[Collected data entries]
————
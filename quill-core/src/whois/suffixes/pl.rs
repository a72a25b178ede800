//! NASK (.pl): dotted dates and a name server list whose continuation
//! lines are indented under the first entry.

use crate::whois::rules::{RuleSpec, Transform};
use crate::whois::ruleset::{FieldDelta, SuffixRules};

pub static PL: SuffixRules = SuffixRules {
    registry: "NASK",
    suffixes: &["pl", "com.pl", "net.pl", "org.pl"],
    fields: &[
        FieldDelta::replace(
            "domain_name",
            &[RuleSpec::text(r"^DOMAIN NAME:[ \t]*(.+)").transform(Transform::Lowercase)],
        ),
        FieldDelta::replace(
            "name_servers",
            &[RuleSpec::text(r"^nameservers:[ \t]*([^\r\n]+\r?\n(?:[ \t]+\S[^\r\n]*\r?\n?)*)")
                .transform(Transform::Hostname)
                .block()],
        ),
        FieldDelta::replace("creation_date", &[RuleSpec::date(r"^created:[ \t]*(.+)")]),
        FieldDelta::replace("updated_date", &[RuleSpec::date(r"^last modified:[ \t]*(.+)")]),
        FieldDelta::replace("expiration_date", &[RuleSpec::date(r"^renewal date:[ \t]*(.+)")]),
        FieldDelta::replace(
            "registrar",
            &[RuleSpec::text(r"^REGISTRAR:[ \t]*\r?\n[ \t]*(.+)")],
        ),
        FieldDelta::replace(
            "registrant_type",
            &[RuleSpec::text(r"^registrant type:[ \t]*(.+)")],
        ),
    ],
};
//! Norid (.no): dot-padded labels; only handles are published.

use crate::whois::rules::{RuleSpec, Transform};
use crate::whois::ruleset::{FieldDelta, SuffixRules};

pub static NO: SuffixRules = SuffixRules {
    registry: "Norid",
    suffixes: &["no"],
    fields: &[
        FieldDelta::replace(
            "domain_name",
            &[RuleSpec::text(r"^Domain Name\.*:[ \t]*(.+)").transform(Transform::Lowercase)],
        ),
        FieldDelta::replace("domain_id", &[RuleSpec::text(r"^NORID Handle\.*:[ \t]*(.+)")]),
        FieldDelta::replace(
            "registrar_handle",
            &[RuleSpec::text(r"^Registrar Handle\.*:[ \t]*(.+)")],
        ),
        FieldDelta::replace("tech_id", &[RuleSpec::text(r"^Tech-c Handle\.*:[ \t]*(.+)")]),
        FieldDelta::replace(
            "name_server_handles",
            &[RuleSpec::text(r"^Name Server Handle\.*:[ \t]*(.+)")],
        ),
        FieldDelta::replace("creation_date", &[RuleSpec::date(r"^Created:[ \t]*(.+)")]),
        FieldDelta::replace("updated_date", &[RuleSpec::date(r"^Last updated:[ \t]*(.+)")]),
    ],
};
————
* What to produce *
Reproduce verbatim the stretch of lines beginning with the one containing "pub static NO: SuffixRules" and ending at the close of the entries above.

* Exercise response *
pub static NO: SuffixRules = SuffixRules {
    registry: "Norid",
    suffixes: &["no"],
    fields: &[
        FieldDelta::replace(
            "domain_name",
            &[RuleSpec::text(r"^Domain Name\.*:[ \t]*(.+)").transform(Transform::Lowercase)],
        ),
        FieldDelta::replace("domain_id", &[RuleSpec::text(r"^NORID Handle\.*:[ \t]*(.+)")]),
        FieldDelta::replace(
            "registrar_handle",
            &[RuleSpec::text(r"^Registrar Handle\.*:[ \t]*(.+)")],
        ),
        FieldDelta::replace("tech_id", &[RuleSpec::text(r"^Tech-c Handle\.*:[ \t]*(.+)")]),
        FieldDelta::replace(
            "name_server_handles",
            &[RuleSpec::text(r"^Name Server Handle\.*:[ \t]*(.+)")],
        ),
        FieldDelta::replace("creation_date", &[RuleSpec::date(r"^Created:[ \t]*(.+)")]),
        FieldDelta::replace("updated_date", &[RuleSpec::date(r"^Last updated:[ \t]*(.+)")]),
    ],
};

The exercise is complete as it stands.